▶ REQUIRED WORK
The whole listing below needs to be retyped without a single change.

▶ RECORDS PROVIDED
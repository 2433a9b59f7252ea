use clap::Parser;
use ruidakit::cli::{Cli, Commands};
use ruidakit::{bed_size, build_session, open_device, send_job, BedSizeSource, Config, Job};
use ruidakit_core::codec::{scramble, unscramble};
use tempfile::TempDir;

const JOB: &str = r#"{
    "name": "",
    "parts": [
        {
            "x": 0.0, "y": 0.0, "width": 40.0, "height": 20.0,
            "commands": [
                {"type": "set_property", "property": "speed", "value": 120.0},
                {"type": "set_property", "property": "min_power", "value": 10},
                {"type": "set_property", "property": "max_power", "value": 95},
                {"type": "move_to", "x": 0.0, "y": 0.0},
                {"type": "line_to", "x": 40.0, "y": 0.0},
                {"type": "line_to", "x": 40.0, "y": 20.0}
            ]
        },
        {
            "x": 50.0, "y": 0.0, "width": 10.0, "height": 10.0,
            "commands": []
        }
    ]
}"#;

fn file_config(dir: &TempDir) -> Config {
    let mut config = Config::new();
    config.connection.target = dir.path().join("out.rd").display().to_string();
    config
}

#[test]
fn test_send_job_to_file() {
    let dir = TempDir::new().unwrap();
    let config = file_config(&dir);
    let job = Job::from_json(JOB).unwrap();

    let summary = send_job(&config, &job).unwrap();
    assert_eq!(summary.name, "thunder.rd");
    assert_eq!(summary.parts, 2);
    assert_eq!(summary.layers, 1);

    let bytes = std::fs::read(dir.path().join("out.rd")).unwrap();
    assert_eq!(&bytes[..2], scramble(&[0xE8, 0x02]).as_slice());
    let magic = bytes
        .windows(3)
        .position(|w| w == [0xD2, 0x9B, 0xFA])
        .unwrap();
    assert_eq!(unscramble(&bytes[..magic])[2..4], [0xE7, 0x01]);
    assert_eq!(*bytes.last().unwrap(), scramble(&[0xD7])[0]);
}

#[test]
fn test_power_is_clamped_to_machine_limit() {
    let dir = TempDir::new().unwrap();
    let config = file_config(&dir);
    let job = Job::from_json(JOB).unwrap();

    let session = build_session(&config, &job).unwrap();
    let layer = &session.layers()[0];
    assert_eq!(layer.max_power(), 70);
    assert_eq!(layer.min_power(), 10);
    assert_eq!(layer.speed(), 120.0);
    assert!(!session.is_open());
}

#[test]
fn test_job_name_wins_over_config() {
    let dir = TempDir::new().unwrap();
    let config = file_config(&dir);
    let mut job = Job::from_json(JOB).unwrap();
    job.name = "plate.rd".to_string();
    assert_eq!(build_session(&config, &job).unwrap().name(), "plate.rd");
}

#[test]
fn test_empty_job_fails() {
    let dir = TempDir::new().unwrap();
    let config = file_config(&dir);
    let err = send_job(&config, &Job::default()).unwrap_err();
    assert!(!err.is_transport_error());
}

#[test]
fn test_bed_size_sources() {
    let dir = TempDir::new().unwrap();
    let mut config = file_config(&dir);

    let size = bed_size(&config);
    assert_eq!(size.source, BedSizeSource::Fallback);
    assert_eq!((size.width_mm, size.height_mm), (900.0, 600.0));
    // the output file is left alone
    assert!(!dir.path().join("out.rd").exists());

    config.machine.bed_width_mm = 1300.0;
    config.machine.bed_height_mm = 900.0;
    let size = bed_size(&config);
    assert_eq!(size.source, BedSizeSource::Configured);
    assert_eq!(size.width_mm, 1300.0);
}

#[test]
fn test_queries_need_serial() {
    let dir = TempDir::new().unwrap();
    let config = file_config(&dir);
    assert!(open_device(&config).is_err());
}

#[test]
fn test_cli_parsing() {
    let cli = Cli::try_parse_from(["ruidakit", "--output", "job.rd", "send", "job.json"]).unwrap();
    assert!(matches!(cli.command, Commands::Send { .. }));
    assert_eq!(cli.target.output.unwrap().to_str(), Some("job.rd"));

    let cli = Cli::try_parse_from(["ruidakit", "query", "DA 00 00 26", "-v"]).unwrap();
    assert!(cli.verbose);
    assert!(matches!(cli.command, Commands::Query { ref opcode } if opcode == "DA 00 00 26"));

    assert!(Cli::try_parse_from(["ruidakit", "--serial", "a", "--host", "b", "model"]).is_err());
}

#[test]
fn test_job_round_trips_through_json_file() {
    let dir = TempDir::new().unwrap();
    let path = dir.path().join("job.json");
    let job = Job::from_json(JOB).unwrap();
    std::fs::write(&path, serde_json::to_string_pretty(&job).unwrap()).unwrap();

    let text = std::fs::read_to_string(&path).unwrap();
    assert_eq!(Job::from_json(&text).unwrap(), job);
}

▶ EXERCISE RESPONSE
repository 2433a9b59f7252ea
use clap::Parser;
use ruidakit::cli::{Cli, Commands};
use ruidakit::{bed_size, build_session, open_device, send_job, BedSizeSource, Config, Job};
use ruidakit_core::codec::{scramble, unscramble};
use tempfile::TempDir;

const JOB: &str = r#"{
    "name": "",
    "parts": [
        {
            "x": 0.0, "y": 0.0, "width": 40.0, "height": 20.0,
            "commands": [
                {"type": "set_property", "property": "speed", "value": 120.0},
                {"type": "set_property", "property": "min_power", "value": 10},
                {"type": "set_property", "property": "max_power", "value": 95},
                {"type": "move_to", "x": 0.0, "y": 0.0},
                {"type": "line_to", "x": 40.0, "y": 0.0},
                {"type": "line_to", "x": 40.0, "y": 20.0}
            ]
        },
        {
            "x": 50.0, "y": 0.0, "width": 10.0, "height": 10.0,
            "commands": []
        }
    ]
}"#;

fn file_config(dir: &TempDir) -> Config {
    let mut config = Config::new();
    config.connection.target = dir.path().join("out.rd").display().to_string();
    config
}

#[test]
fn test_send_job_to_file() {
    let dir = TempDir::new().unwrap();
    let config = file_config(&dir);
    let job = Job::from_json(JOB).unwrap();

    let summary = send_job(&config, &job).unwrap();
    assert_eq!(summary.name, "thunder.rd");
    assert_eq!(summary.parts, 2);
    assert_eq!(summary.layers, 1);

    let bytes = std::fs::read(dir.path().join("out.rd")).unwrap();
    assert_eq!(&bytes[..2], scramble(&[0xE8, 0x02]).as_slice());
    let magic = bytes
        .windows(3)
        .position(|w| w == [0xD2, 0x9B, 0xFA])
        .unwrap();
    assert_eq!(unscramble(&bytes[..magic])[2..4], [0xE7, 0x01]);
    assert_eq!(*bytes.last().unwrap(), scramble(&[0xD7])[0]);
}

#[test]
fn test_power_is_clamped_to_machine_limit() {
    let dir = TempDir::new().unwrap();
    let config = file_config(&dir);
    let job = Job::from_json(JOB).unwrap();

    let session = build_session(&config, &job).unwrap();
    let layer = &session.layers()[0];
    assert_eq!(layer.max_power(), 70);
    assert_eq!(layer.min_power(), 10);
    assert_eq!(layer.speed(), 120.0);
    assert!(!session.is_open());
}

#[test]
fn test_job_name_wins_over_config() {
    let dir = TempDir::new().unwrap();
    let config = file_config(&dir);
    let mut job = Job::from_json(JOB).unwrap();
    job.name = "plate.rd".to_string();
    assert_eq!(build_session(&config, &job).unwrap().name(), "plate.rd");
}

#[test]
fn test_empty_job_fails() {
    let dir = TempDir::new().unwrap();
    let config = file_config(&dir);
    let err = send_job(&config, &Job::default()).unwrap_err();
    assert!(!err.is_transport_error());
}

#[test]
fn test_bed_size_sources() {
    let dir = TempDir::new().unwrap();
    let mut config = file_config(&dir);

    let size = bed_size(&config);
    assert_eq!(size.source, BedSizeSource::Fallback);
    assert_eq!((size.width_mm, size.height_mm), (900.0, 600.0));
    // the output file is left alone
    assert!(!dir.path().join("out.rd").exists());

    config.machine.bed_width_mm = 1300.0;
    config.machine.bed_height_mm = 900.0;
    let size = bed_size(&config);
    assert_eq!(size.source, BedSizeSource::Configured);
    assert_eq!(size.width_mm, 1300.0);
}

#[test]
fn test_queries_need_serial() {
    let dir = TempDir::new().unwrap();
    let config = file_config(&dir);
    assert!(open_device(&config).is_err());
}

#[test]
fn test_cli_parsing() {
    let cli = Cli::try_parse_from(["ruidakit", "--output", "job.rd", "send", "job.json"]).unwrap();
    assert!(matches!(cli.command, Commands::Send { .. }));
    assert_eq!(cli.target.output.unwrap().to_str(), Some("job.rd"));

    let cli = Cli::try_parse_from(["ruidakit", "query", "DA 00 00 26", "-v"]).unwrap();
    assert!(cli.verbose);
    assert!(matches!(cli.command, Commands::Query { ref opcode } if opcode == "DA 00 00 26"));

    assert!(Cli::try_parse_from(["ruidakit", "--serial", "a", "--host", "b", "model"]).is_err());
}

#[test]
fn test_job_round_trips_through_json_file() {
    let dir = TempDir::new().unwrap();
    let path = dir.path().join("job.json");
    let job = Job::from_json(JOB).unwrap();
    std::fs::write(&path, serde_json::to_string_pretty(&job).unwrap()).unwrap();

    let text = std::fs::read_to_string(&path).unwrap();
    assert_eq!(Job::from_json(&text).unwrap(), job);
}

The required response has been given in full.